TO DO: Your task is to gather the lines below that hold the string "ResourceSnapshot".
^^^^
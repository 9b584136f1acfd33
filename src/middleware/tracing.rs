// ABOUTME: Request tracing helpers for correlation and structured logging
// ABOUTME: Creates per-request spans and reads the propagated x-request-id header

use axum::body::Body;
use axum::http::{HeaderMap, Request};
use tracing::Span;

/// Header carrying the request ID generated by `SetRequestIdLayer`
pub const REQUEST_ID_HEADER: &str = "x-request-id";

/// Read the request ID, if the request carries one
#[must_use]
pub fn request_id_from_headers(headers: &HeaderMap) -> Option<String> {
    headers
        .get(REQUEST_ID_HEADER)
        .and_then(|value| value.to_str().ok())
        .map(str::to_owned)
}

/// Create a tracing span for an HTTP request
#[must_use]
pub fn create_request_span(request: &Request<Body>) -> Span {
    let request_id = request_id_from_headers(request.headers()).unwrap_or_default();

    tracing::info_span!(
        "http_request",
        method = %request.method(),
        path = %request.uri().path(),
        request_id = %request_id,
    )
}
// ABOUTME: Client-facing error message constants
// ABOUTME: Shared by validation, route handlers, and tests so wording stays consistent
//
// SPDX-License-Identifier: MIT OR Apache-2.0
// Copyright (c) 2025 Pierre Fitness Intelligence

/// Rejection for a single meal with a missing or non-numeric field
pub const MSG_INVALID_MEAL_INPUT: &str = "Invalid input. All parameters must be numbers.";

/// Rejection for a batch body whose `meals` is not an array
pub const MSG_INVALID_MEALS_ARRAY: &str = "Invalid input. Meals must be an array.";

/// Unexpected failure while scoring one meal
pub const MSG_CALCULATE_FAILED: &str = "Failed to calculate nutritional score";

/// Unexpected failure while scoring a batch
pub const MSG_CALCULATE_BATCH_FAILED: &str = "Failed to calculate batch scores";
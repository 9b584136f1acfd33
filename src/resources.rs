// ABOUTME: Process resource sampling (resident memory and CPU) for benchmark reports
// ABOUTME: Wraps sysinfo so benchmark and load-test runs can report before/after usage
//
// SPDX-License-Identifier: MIT OR Apache-2.0
// Copyright (c) 2025 Pierre Fitness Intelligence

use serde::Serialize;
use sysinfo::{Pid, System};
use tracing::warn;

const BYTES_PER_MIB: f64 = 1024.0 * 1024.0;

/// Resource usage of this process at one instant
#[derive(Debug, Clone, Copy, Default, PartialEq, Serialize)]
pub struct ResourceSnapshot {
    /// Resident set size in bytes
    pub rss_bytes: u64,
    /// CPU usage since the previous sample, in percent of one core
    pub cpu_percent: f32,
}

impl ResourceSnapshot {
    /// Resident set size in MiB
    #[must_use]
    pub fn rss_mib(&self) -> f64 {
        self.rss_bytes as f64 / BYTES_PER_MIB
    }
}

/// Usage sampled before and after a measured run
#[derive(Debug, Clone, Copy, Default, PartialEq, Serialize)]
pub struct ResourceUsage {
    /// Sample taken before the run
    pub before: ResourceSnapshot,
    /// Sample taken after the run; its CPU figure covers the run itself
    pub after: ResourceSnapshot,
}

impl ResourceUsage {
    /// Change in resident memory over the run, in bytes
    #[must_use]
    pub fn memory_delta_bytes(&self) -> i64 {
        let delta = i128::from(self.after.rss_bytes) - i128::from(self.before.rss_bytes);
        i64::try_from(delta).unwrap_or(if delta > 0 { i64::MAX } else { i64::MIN })
    }
}

/// Samples memory and CPU of the current process
///
/// CPU usage is measured between consecutive samples, so the first sample
/// always reports 0%.
pub struct ResourceMonitor {
    system: System,
    pid: Option<Pid>,
}

impl Default for ResourceMonitor {
    fn default() -> Self {
        Self::new()
    }
}

impl ResourceMonitor {
    /// Create a monitor for the current process
    #[must_use]
    pub fn new() -> Self {
        let pid = sysinfo::get_current_pid()
            .map_err(|e| warn!("Resource sampling unavailable: {e}"))
            .ok();

        Self {
            system: System::new(),
            pid,
        }
    }

    /// Take a sample; returns zeros when the platform is unsupported
    pub fn sample(&mut self) -> ResourceSnapshot {
        let Some(pid) = self.pid else {
            return ResourceSnapshot::default();
        };
        if !self.system.refresh_process(pid) {
            return ResourceSnapshot::default();
        }

        self.system
            .process(pid)
            .map_or_else(ResourceSnapshot::default, |process| ResourceSnapshot {
                rss_bytes: process.memory(),
                cpu_percent: process.cpu_usage(),
            })
    }
}
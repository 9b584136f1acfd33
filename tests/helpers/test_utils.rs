// ABOUTME: Test doubles and router builders shared by the HTTP integration tests
// ABOUTME: CountingScorer records calls so tests can prove validation ran first

use axum::Router;
use nutritional_score::config::environment::ServerConfig;
use nutritional_score::intelligence::{calculate_nutritional_score, MealScorer};
use nutritional_score::models::Meal;
use nutritional_score::server::NutritionServer;
use std::sync::atomic::{AtomicUsize, Ordering};
use std::sync::Arc;

/// Scorer that delegates to the linear formula and counts invocations
#[derive(Default)]
pub struct CountingScorer {
    calls: AtomicUsize,
}

impl CountingScorer {
    pub fn calls(&self) -> usize {
        self.calls.load(Ordering::SeqCst)
    }
}

impl MealScorer for CountingScorer {
    fn score(&self, meal: &Meal) -> f64 {
        self.calls.fetch_add(1, Ordering::SeqCst);
        calculate_nutritional_score(meal)
    }
}

/// Scorer that always produces a value that cannot be reported
pub struct BrokenScorer;

impl MealScorer for BrokenScorer {
    fn score(&self, _meal: &Meal) -> f64 {
        f64::NAN
    }
}

/// Full router with default configuration and the linear scorer
pub fn test_router() -> Router {
    NutritionServer::new(ServerConfig::default()).router()
}

/// Full router around an injected scorer
pub fn router_with_scorer(scorer: Arc<dyn MealScorer>) -> Router {
    NutritionServer::with_scorer(ServerConfig::default(), scorer).router()
}
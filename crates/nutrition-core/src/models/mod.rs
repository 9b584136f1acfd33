// ABOUTME: Core data models shared by the scoring library and the HTTP service
// ABOUTME: Re-exports the Meal record and its validation error

/// Meal input record and JSON validation
pub mod meal;

pub use meal::{Meal, MealValidationError};
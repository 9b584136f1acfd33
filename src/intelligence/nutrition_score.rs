// ABOUTME: Nutritional score formula: (calories + protein + fiber) * scale factor
// ABOUTME: Pure single-meal and batch scoring behind the injectable MealScorer trait
//
// SPDX-License-Identifier: MIT OR Apache-2.0
// Copyright (c) 2025 Pierre Fitness Intelligence

//! Nutritional Score Module
//!
//! The score is the sum of a meal's calories, protein, and fiber multiplied
//! by its scale factor, computed with plain IEEE-754 arithmetic. There is no
//! rounding, clamping, or error path: callers validate input first.

use crate::models::Meal;
use rayon::prelude::*;

/// Maps a meal to its score
///
/// The HTTP layer depends on this trait rather than on the formula, so tests
/// and alternative deployments can inject their own implementation.
pub trait MealScorer: Send + Sync {
    /// Score one meal
    fn score(&self, meal: &Meal) -> f64;

    /// Score a batch, preserving length and order
    fn score_batch(&self, meals: &[Meal]) -> Vec<f64> {
        meals.iter().map(|meal| self.score(meal)).collect()
    }
}

/// The production scorer: the linear formula
#[derive(Debug, Clone, Copy, Default)]
pub struct LinearScorer;

impl MealScorer for LinearScorer {
    fn score(&self, meal: &Meal) -> f64 {
        calculate_nutritional_score(meal)
    }

    fn score_batch(&self, meals: &[Meal]) -> Vec<f64> {
        batch_calculate_scores(meals)
    }
}

/// Calculate the nutritional score for a meal
#[must_use]
pub fn calculate_nutritional_score(meal: &Meal) -> f64 {
    (meal.calories + meal.protein + meal.fiber) * meal.scale_factor
}

/// Score every meal in order
#[must_use]
pub fn batch_calculate_scores(meals: &[Meal]) -> Vec<f64> {
    meals.iter().map(calculate_nutritional_score).collect()
}

/// Score every meal on the rayon pool
///
/// Produces exactly the same vector as [`batch_calculate_scores`]; only the
/// benchmark uses it, request handlers stay sequential.
#[must_use]
pub fn batch_calculate_scores_parallel(meals: &[Meal]) -> Vec<f64> {
    meals.par_iter().map(calculate_nutritional_score).collect()
}

#[cfg(test)]
#[allow(clippy::float_cmp)]
mod tests {
    use super::*;

    #[test]
    fn test_calculates_score_for_valid_input() {
        let meal = Meal::new(200.0, 15.0, 5.0, 1.5);
        assert_eq!(calculate_nutritional_score(&meal), 330.0);
    }

    #[test]
    fn test_handles_zero_values() {
        let meal = Meal::new(0.0, 0.0, 0.0, 1.0);
        assert_eq!(calculate_nutritional_score(&meal), 0.0);
    }

    #[test]
    fn test_handles_negative_values() {
        let meal = Meal::new(-100.0, -10.0, -5.0, 1.0);
        assert_eq!(calculate_nutritional_score(&meal), -115.0);
    }

    #[test]
    fn test_handles_decimal_values() {
        let meal = Meal::new(200.5, 15.5, 5.5, 1.5);
        assert_eq!(calculate_nutritional_score(&meal), 332.25);
    }

    #[test]
    fn test_zero_scale_factor_zeroes_score() {
        let meal = Meal::new(200.0, 15.0, 5.0, 0.0);
        assert_eq!(calculate_nutritional_score(&meal), 0.0);
    }

    #[test]
    fn test_batch_preserves_order() {
        let meals = vec![
            Meal::new(200.0, 15.0, 5.0, 1.5),
            Meal::new(300.0, 20.0, 10.0, 1.2),
            Meal::new(150.0, 10.0, 3.0, 2.0),
        ];

        let scores = batch_calculate_scores(&meals);

        assert_eq!(
            scores,
            vec![
                (200.0 + 15.0 + 5.0) * 1.5,
                (300.0 + 20.0 + 10.0) * 1.2,
                (150.0 + 10.0 + 3.0) * 2.0,
            ]
        );
    }

    #[test]
    fn test_batch_empty_input() {
        assert!(batch_calculate_scores(&[]).is_empty());
        assert!(batch_calculate_scores_parallel(&[]).is_empty());
    }

    #[test]
    fn test_parallel_matches_sequential() {
        let meals: Vec<Meal> = (0..1_000)
            .map(|i| {
                let i = f64::from(i);
                Meal::new(200.0 + i, 10.0 + i / 10.0, 2.0 + i / 100.0, 1.0 + i / 1_000.0)
            })
            .collect();

        assert_eq!(
            batch_calculate_scores_parallel(&meals),
            batch_calculate_scores(&meals)
        );
    }

    #[test]
    fn test_linear_scorer_delegates_to_formula() {
        let meals = [
            Meal::new(200.0, 15.0, 5.0, 1.5),
            Meal::new(100.0, 10.0, 5.0, 1.0),
        ];

        assert_eq!(LinearScorer.score(&meals[0]), 330.0);
        assert_eq!(LinearScorer.score_batch(&meals), vec![330.0, 115.0]);
    }
}
// ABOUTME: HTTP middleware for cross-origin access and request tracing
// ABOUTME: Provides CORS setup, request ID propagation, and per-request spans

/// CORS configuration
pub mod cors;
/// Request tracing and request ID helpers
pub mod tracing;

pub use cors::setup_cors;
pub use self::tracing::{create_request_span, request_id_from_headers, REQUEST_ID_HEADER};
// ABOUTME: In-process throughput benchmark for batch nutritional scoring
// ABOUTME: Generates random meals in realistic ranges and times the parallel batch
//
// SPDX-License-Identifier: MIT OR Apache-2.0
// Copyright (c) 2025 Pierre Fitness Intelligence

use super::nutrition_score::batch_calculate_scores_parallel;
use crate::logging::AppLogger;
use crate::models::Meal;
use crate::resources::{ResourceMonitor, ResourceUsage};
use rand::Rng;
use serde::Serialize;
use serde_json::json;
use std::time::Instant;
use tracing::info;

/// Outcome of one benchmark run
#[derive(Debug, Clone, Serialize)]
pub struct BenchmarkReport {
    /// Number of meals scored
    pub meal_count: usize,
    /// Wall-clock time spent scoring, in milliseconds
    pub execution_time_ms: f64,
    /// Mean score over the batch (0 for an empty batch)
    pub average_score: f64,
    /// Process memory and CPU before and after the run
    pub resources: ResourceUsage,
}

/// Generate one meal with calories 200-500, protein 10-30 g, fiber 2-10 g, scale 1-2
#[must_use]
pub fn random_meal<R: Rng + ?Sized>(rng: &mut R) -> Meal {
    Meal::new(
        rng.gen::<f64>().mul_add(300.0, 200.0),
        rng.gen::<f64>().mul_add(20.0, 10.0),
        rng.gen::<f64>().mul_add(8.0, 2.0),
        1.0 + rng.gen::<f64>(),
    )
}

/// Generate `count` random meals
#[must_use]
pub fn generate_random_meals<R: Rng + ?Sized>(count: usize, rng: &mut R) -> Vec<Meal> {
    (0..count).map(|_| random_meal(rng)).collect()
}

/// Score `meal_count` random meals and report elapsed time and average score
#[must_use]
pub fn run_benchmark<R: Rng + ?Sized>(meal_count: usize, rng: &mut R) -> BenchmarkReport {
    info!(meal_count, "Starting scoring benchmark");

    let mut monitor = ResourceMonitor::new();
    let before = monitor.sample();

    let meals = generate_random_meals(meal_count, rng);

    let start = Instant::now();
    let scores = batch_calculate_scores_parallel(&meals);
    let execution_time_ms = start.elapsed().as_secs_f64() * 1000.0;
    let resources = ResourceUsage {
        before,
        after: monitor.sample(),
    };

    let average_score = if scores.is_empty() {
        0.0
    } else {
        scores.iter().sum::<f64>() / scores.len() as f64
    };

    let tags = json!({ "meals": meal_count });
    AppLogger::log_performance_metric("batch_score_time", execution_time_ms, "ms", Some(&tags));
    AppLogger::log_performance_metric("average_score", average_score, "score", Some(&tags));
    AppLogger::log_performance_metric(
        "memory_delta",
        resources.memory_delta_bytes() as f64,
        "bytes",
        Some(&tags),
    );

    BenchmarkReport {
        meal_count,
        execution_time_ms,
        average_score,
        resources,
    }
}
^^^^
OUTPUT OF THE EXERCISE:
pub struct ResourceSnapshot {
impl ResourceSnapshot {
    pub before: ResourceSnapshot,
    pub after: ResourceSnapshot,
    pub fn sample(&mut self) -> ResourceSnapshot {
            return ResourceSnapshot::default();
            return ResourceSnapshot::default();
            .map_or_else(ResourceSnapshot::default, |process| ResourceSnapshot {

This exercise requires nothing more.